Terminó de hablar. No hubo más preguntas de los periodistas. La gente aplaudió. Y así el mundo se enteró de la noticia: los 16 sobrevivientes habían subsistido alimentándose de carne humana.

¿Cómo tomaron la decisión?

“Nos íbamos debilitando rápidamente”, contó a CNN Eduardo Strauch. Por eso, entre algunos supervivientes empezaron a discutir veladamente el tema. “Nos estamos quedando muy débiles, tenemos que buscar proteínas, porque si no en 2, 3 días más no vamos a poder ni levantarnos, ni pensar, ni nada”. Alrededor del décimo día en la montaña, la mayoría era consciente de que ya no podían soportar mucho más sin morir de hambre. Trataron hasta de comer –sin éxito– las suelas de los zapatos.
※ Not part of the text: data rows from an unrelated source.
use crate::engine::MonthlyValues;
use crate::metrics::{require_history, MetricResult, MetricValue, UndefinedReason};
use crate::schema::YearMonth;
use crate::utils::MONTHS_PER_YEAR;
use serde::{Deserialize, Serialize};
use std::collections::BTreeMap;

/// A return measured against a period baseline (prior December, prior quarter end).
#[derive(Debug, Clone, Copy, PartialEq, Serialize, Deserialize)]
pub struct PeriodReturn {
    pub value: f64,
    pub baseline_month: YearMonth,
    /// True when history starts inside the period and the earliest month stood in
    /// for the proper baseline.
    pub is_partial: bool,
}

fn change(base: f64, value: f64) -> MetricResult<f64> {
    if base == 0.0 {
        Err(UndefinedReason::ZeroBaseline)
    } else {
        Ok((value - base) / base)
    }
}

/// Return from the month before `month` to `month`.
pub fn mom_return(values: &MonthlyValues, month: YearMonth) -> MetricValue {
    let Some(current) = values.get(&month) else {
        return MetricValue::Undefined(UndefinedReason::EmptyCohort);
    };
    match values.get(&month.pred()) {
        Some(base) => change(*base, *current).into(),
        None => MetricValue::Undefined(UndefinedReason::NoPriorData),
    }
}

/// Month-over-month return for every month in the series.
pub fn monthly_returns(values: &MonthlyValues) -> BTreeMap<YearMonth, MetricValue> {
    values
        .keys()
        .map(|month| (*month, mom_return(values, *month)))
        .collect()
}

/// The defined monthly returns, in month order.
pub fn defined_returns(values: &MonthlyValues) -> Vec<f64> {
    monthly_returns(values)
        .values()
        .filter_map(MetricValue::value)
        .collect()
}

fn period_return(
    values: &MonthlyValues,
    month: YearMonth,
    proper_baseline: YearMonth,
) -> MetricResult<PeriodReturn> {
    let current = *values.get(&month).ok_or(UndefinedReason::EmptyCohort)?;

    let (baseline_month, is_partial) = if values.contains_key(&proper_baseline) {
        (proper_baseline, false)
    } else {
        let first = *values.keys().next().ok_or(UndefinedReason::EmptyCohort)?;
        if first <= proper_baseline {
            // History covers the baseline month but has a hole there.
            return Err(UndefinedReason::NoPriorData);
        }
        (first, true)
    };

    if baseline_month >= month {
        return Err(UndefinedReason::NoPriorData);
    }

    let base = values[&baseline_month];
    Ok(PeriodReturn {
        value: change(base, current)?,
        baseline_month,
        is_partial,
    })
}

/// Year-to-date return against the previous December.
pub fn ytd_return(values: &MonthlyValues, month: YearMonth) -> MetricResult<PeriodReturn> {
    period_return(values, month, month.prior_year_end())
}

/// Quarter-to-date return against the last month of the previous quarter.
pub fn qtd_return(values: &MonthlyValues, month: YearMonth) -> MetricResult<PeriodReturn> {
    period_return(values, month, month.prior_quarter_end())
}

/// YTD and QTD for one month, keeping the baseline and partial flag.
#[derive(Debug, Clone, Copy, PartialEq, Serialize, Deserialize)]
pub struct PeriodReturns {
    pub ytd: MetricResult<PeriodReturn>,
    pub qtd: MetricResult<PeriodReturn>,
}

impl PeriodReturns {
    pub fn at(values: &MonthlyValues, month: YearMonth) -> Self {
        Self {
            ytd: ytd_return(values, month),
            qtd: qtd_return(values, month),
        }
    }

    pub fn is_partial(&self) -> bool {
        self.ytd.map_or(false, |r| r.is_partial) || self.qtd.map_or(false, |r| r.is_partial)
    }
}

/// Return since the first month of the series.
pub fn cumulative_return(values: &MonthlyValues, month: YearMonth) -> MetricValue {
    let Some(current) = values.get(&month) else {
        return MetricValue::Undefined(UndefinedReason::EmptyCohort);
    };
    match values.iter().next() {
        Some((first, base)) if *first < month => change(*base, *current).into(),
        _ => MetricValue::Undefined(UndefinedReason::NoPriorData),
    }
}

/// Months of history up to and including `month`.
pub(crate) fn history_len(values: &MonthlyValues, month: YearMonth) -> usize {
    values.range(..=month).count()
}

/// Compounded return over the `window` months ending at `month`.
/// Needs `window + 1` months of history.
pub fn rolling_return(values: &MonthlyValues, month: YearMonth, window: u32) -> MetricValue {
    window_change(values, month, window).into()
}

fn window_change(values: &MonthlyValues, month: YearMonth, window: u32) -> MetricResult<f64> {
    let current = *values.get(&month).ok_or(UndefinedReason::EmptyCohort)?;
    require_history(window as usize + 1, history_len(values, month))?;
    let base = *values
        .get(&month.minus_months(window))
        .ok_or(UndefinedReason::NoPriorData)?;
    change(base, current)
}

/// Geometric annual growth rate between the first and last month of the series.
pub fn annualized_return(values: &MonthlyValues) -> MetricResult<f64> {
    let (first_month, first) = values.iter().next().ok_or(UndefinedReason::EmptyCohort)?;
    let (last_month, last) = values.iter().next_back().ok_or(UndefinedReason::EmptyCohort)?;

    let months = first_month.months_until(*last_month);
    require_history(2, months as usize + 1)?;
    if *first <= 0.0 || *last < 0.0 {
        return Err(UndefinedReason::ZeroBaseline);
    }

    Ok((last / first).powf(MONTHS_PER_YEAR / months as f64) - 1.0)
}

#[cfg(test)]
mod tests {
    use super::*;

    fn ym(y: i32, m: u32) -> YearMonth {
        YearMonth::new(y, m).unwrap()
    }

    fn series(start: YearMonth, values: &[f64]) -> MonthlyValues {
        values
            .iter()
            .enumerate()
            .map(|(i, v)| (start.plus_months(i as u32), *v))
            .collect()
    }

    #[test]
    fn test_mom_return() {
        let values = series(ym(2024, 1), &[110.0, 110.0, 120.0]);
        assert_eq!(
            mom_return(&values, ym(2024, 1)),
            MetricValue::Undefined(UndefinedReason::NoPriorData)
        );
        assert_eq!(mom_return(&values, ym(2024, 2)), MetricValue::Defined(0.0));
        let mar = mom_return(&values, ym(2024, 3)).value().unwrap();
        assert!((mar - 0.0909090909).abs() < 1e-9);
    }

    #[test]
    fn test_mom_return_zero_baseline() {
        let values = series(ym(2024, 1), &[0.0, 50.0]);
        assert_eq!(
            mom_return(&values, ym(2024, 2)),
            MetricValue::Undefined(UndefinedReason::ZeroBaseline)
        );
        assert_eq!(defined_returns(&values), Vec::<f64>::new());
    }

    #[test]
    fn test_ytd_uses_prior_december() {
        let values = series(ym(2023, 11), &[90.0, 100.0, 105.0, 110.0]);
        let ytd = ytd_return(&values, ym(2024, 2)).unwrap();
        assert_eq!(ytd.baseline_month, ym(2023, 12));
        assert!(!ytd.is_partial);
        assert!((ytd.value - 0.10).abs() < 1e-12);

        // 2022-12 is before the first month, so November stands in
        let dec = ytd_return(&values, ym(2023, 12)).unwrap();
        assert!(dec.is_partial);
        assert_eq!(dec.baseline_month, ym(2023, 11));
    }

    #[test]
    fn test_ytd_partial_when_history_starts_mid_year() {
        let values = series(ym(2024, 4), &[200.0, 210.0, 220.0]);
        let ytd = ytd_return(&values, ym(2024, 6)).unwrap();
        assert!(ytd.is_partial);
        assert_eq!(ytd.baseline_month, ym(2024, 4));
        assert!((ytd.value - 0.10).abs() < 1e-12);

        assert_eq!(
            ytd_return(&values, ym(2024, 4)),
            Err(UndefinedReason::NoPriorData)
        );
    }

    #[test]
    fn test_qtd_return() {
        let values = series(ym(2024, 1), &[100.0, 102.0, 104.0, 110.0, 121.0]);
        let q2 = qtd_return(&values, ym(2024, 5)).unwrap();
        assert_eq!(q2.baseline_month, ym(2024, 3));
        assert!((q2.value - (121.0 / 104.0 - 1.0)).abs() < 1e-12);
    }

    #[test]
    fn test_rolling_return_requires_window_plus_one() {
        let values = series(ym(2024, 1), &[100.0, 110.0, 121.0, 133.1]);
        assert_eq!(
            rolling_return(&values, ym(2024, 3), 3),
            MetricValue::Undefined(UndefinedReason::InsufficientHistory {
                required: 4,
                available: 3
            })
        );
        let r = rolling_return(&values, ym(2024, 4), 3).value().unwrap();
        assert!((r - 0.331).abs() < 1e-9);
    }

    #[test]
    fn test_cumulative_and_annualized() {
        let mut raw = vec![100.0; 12];
        raw.push(110.0);
        let values = series(ym(2023, 1), &raw);
        let cumulative = cumulative_return(&values, ym(2024, 1)).value().unwrap();
        assert!((cumulative - 0.10).abs() < 1e-12);
        let annual = annualized_return(&values).unwrap();
        assert!((annual - 0.10).abs() < 1e-12);

        let single = series(ym(2024, 1), &[100.0]);
        assert!(annualized_return(&single).is_err());
        assert!(!cumulative_return(&single, ym(2024, 1)).is_defined());
    }
}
“Empezamos a intercambiar ideas, a exponer argumentos: nos vamos a morir todos si no comemos la carne de los muertos”, prosiguió Strauch. Roberto Canessa, el estudiante de Medicina del grupo, describió cómo sus cuerpos se estaban consumiendo por inanición y cómo la carne humana podría servirles de sustento. “Algunos decían no, es imposible, no lo vamos a hacer”, contó Strauch. Los más reticentes o a los que más les costaba la idea eran José Luis «Coche» Inciarte, el capitán del equipo Marcel Pérez del Castillo, Numa Turcatti o el matrimonio Methol.
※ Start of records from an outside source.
use crate::config::ClassificationConfig;
use crate::schema::{AssetType, EntityId, SnapshotRecord};
use log::{debug, warn};
use serde::{Deserialize, Serialize};
use std::collections::{BTreeMap, BTreeSet};

/// Which rule produced a classification.
#[derive(Debug, Clone, Copy, PartialEq, Eq, Serialize, Deserialize)]
#[serde(rename_all = "snake_case")]
pub enum MatchedRule {
    Platform,
    Asset,
    AssetSubstring,
    PlatformSubstring,
    Default,
}

#[derive(Debug, Clone, Copy, PartialEq, Eq, Serialize, Deserialize)]
pub struct Classification {
    pub asset_type: AssetType,
    pub rule: MatchedRule,
}

/// Maps (platform, asset) pairs to an asset type.
///
/// Lookup order is exact platform, exact asset, asset substring, platform
/// substring, then the configured default. Substring rules are tried in
/// configuration order and compared case-insensitively.
#[derive(Debug, Clone)]
pub struct AssetClassifier {
    platform_rules: BTreeMap<String, AssetType>,
    asset_rules: BTreeMap<String, AssetType>,
    substring_rules: Vec<(String, AssetType)>,
    default_type: AssetType,
}

impl AssetClassifier {
    pub fn from_config(config: &ClassificationConfig) -> Self {
        Self {
            platform_rules: config
                .platform_rules
                .iter()
                .map(|(k, v)| (k.trim().to_string(), *v))
                .collect(),
            asset_rules: config
                .asset_rules
                .iter()
                .map(|(k, v)| (k.trim().to_string(), *v))
                .collect(),
            substring_rules: config
                .substring_rules
                .iter()
                .map(|r| (r.pattern.trim().to_lowercase(), r.asset_type))
                .collect(),
            default_type: config.default_type,
        }
    }

    pub fn classify(&self, platform: &str, asset_name: &str) -> AssetType {
        self.classify_with_rule(platform, asset_name).asset_type
    }

    pub fn classify_with_rule(&self, platform: &str, asset_name: &str) -> Classification {
        let platform = platform.trim();
        let asset_name = asset_name.trim();

        if let Some(t) = self.platform_rules.get(platform) {
            return Classification {
                asset_type: *t,
                rule: MatchedRule::Platform,
            };
        }
        if let Some(t) = self.asset_rules.get(asset_name) {
            return Classification {
                asset_type: *t,
                rule: MatchedRule::Asset,
            };
        }

        let asset_lower = asset_name.to_lowercase();
        if let Some((_, t)) = self
            .substring_rules
            .iter()
            .find(|(pattern, _)| asset_lower.contains(pattern.as_str()))
        {
            return Classification {
                asset_type: *t,
                rule: MatchedRule::AssetSubstring,
            };
        }

        let platform_lower = platform.to_lowercase();
        if let Some((_, t)) = self
            .substring_rules
            .iter()
            .find(|(pattern, _)| platform_lower.contains(pattern.as_str()))
        {
            return Classification {
                asset_type: *t,
                rule: MatchedRule::PlatformSubstring,
            };
        }

        Classification {
            asset_type: self.default_type,
            rule: MatchedRule::Default,
        }
    }

    /// Assigns an asset type to every record. Each distinct unmapped pair is
    /// warned about once, however many rows carry it.
    pub fn classify_records(
        &self,
        records: &[SnapshotRecord],
    ) -> (Vec<SnapshotRecord>, ClassificationReport) {
        let mut report = ClassificationReport {
            total_records: records.len(),
            ..Default::default()
        };
        let mut unmapped: BTreeSet<EntityId> = BTreeSet::new();

        let classified = records
            .iter()
            .map(|record| {
                let classification =
                    self.classify_with_rule(&record.platform, &record.asset_name);

                *report
                    .type_distribution
                    .entry(classification.asset_type)
                    .or_insert(0) += 1;

                if classification.rule == MatchedRule::Default {
                    report.unclassified_records += 1;
                    let id = record.entity_id();
                    if !unmapped.contains(&id) {
                        warn!(
                            "No classification rule for {}; using {}",
                            id, classification.asset_type
                        );
                        unmapped.insert(id);
                    }
                } else {
                    report.classified_records += 1;
                }

                SnapshotRecord {
                    asset_type: classification.asset_type,
                    ..record.clone()
                }
            })
            .collect();

        report.unmapped_pairs = unmapped.into_iter().collect();
        debug!(
            "Classified {} of {} records",
            report.classified_records, report.total_records
        );

        (classified, report)
    }
}

#[derive(Debug, Clone, Default, PartialEq, Serialize, Deserialize)]
pub struct ClassificationReport {
    pub total_records: usize,
    pub classified_records: usize,
    /// Records that fell through to the default type.
    pub unclassified_records: usize,
    pub unmapped_pairs: Vec<EntityId>,
    pub type_distribution: BTreeMap<AssetType, usize>,
}

impl ClassificationReport {
    /// Share of records matched by an explicit rule, in percent. `None` without records.
    pub fn classification_rate(&self) -> Option<f64> {
        if self.total_records == 0 {
            None
        } else {
            Some(self.classified_records as f64 / self.total_records as f64 * 100.0)
        }
    }

    pub fn recommendations(&self) -> Vec<String> {
        let mut out = Vec::new();

        if self.unclassified_records > 0 {
            out.push(format!(
                "Review {} unclassified records across {} platform/asset pairs and add classification rules for them",
                self.unclassified_records,
                self.unmapped_pairs.len()
            ));
        }

        if self.classification_rate().is_some_and(|rate| rate < 90.0) {
            out.push("Consider adding more classification rules to improve coverage".to_string());
        }

        for asset_type in [AssetType::Cash, AssetType::Investments, AssetType::Pensions] {
            if !self.type_distribution.contains_key(&asset_type) {
                out.push(format!(
                    "No records classified as {} - verify classification rules",
                    asset_type
                ));
            }
        }

        out
    }
}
Así, hicieron un pacto: todos donarían su cuerpo como alimento si morían. “Y al final cuando surgió la idea de que nos íbamos a ofrecer unos a otros como alimento, se terminaron de convencer todos: porque nadie sabía quién iba a alimentar al otro”, explicó Strauch. En la página web de La Sociedad de la Nieve, lo explican así: “uno de los impedimentos morales a los que se enfrentaban, como católicos, eran sus creencias religiosas. Muchos acabaron entendiendo que, precisamente como católicos, tenían la obligación de permanecer vivos a toda costa» y que los cuerpos eran solo carne, pues «las almas ya habían abandonado los cuerpos”.

Los encargados de cortar y dosificar la carne eran habitualmente los primos Strauch. (Alfredo «Fito» Strauch, Eduardo Strauch y Daniel Fernández Strauch). Solamente ellos sabían a qué cuerpo pertenecía. Nunca hablaron de cuáles fueron utilizados o no. Solo había tres intocables: los de la madre y la hermana de Fernando Parrado y el de Liliana Methol. De todos modos, antes de salir en la expedición final, Parrado autorizó a usar los cuerpos de sus seres queridos si lo necesitaban.

Primero desenterraban los cadáveres y los tendían al sol para intentar descongelarlos. Luego, un equipo cortaba –con vidrios u hojas de afeitar– pedazos grandes de los cuerpos, que otro equipo dividía en trozos más chicos. Esta última tarea era más sencilla, porque una vez separada la carne de los cuerpos era más fácil ignorar de quién o de qué se trataba. Por último, colocaban las tiras de carne en el techo del avión para que se secaran al sol. Apenas podían secar la carne, no cocinarla, porque el viento helado y la escasez de leña lo impedían. En unas pocas ocasiones lograron cocinar la carne.

La ración habitual era de unos 100 gramos de carne por persona por día. Pero los expedicionarios –Fernando Parrado, Roberto Canessa y Antonio Vizintín– podían comer más.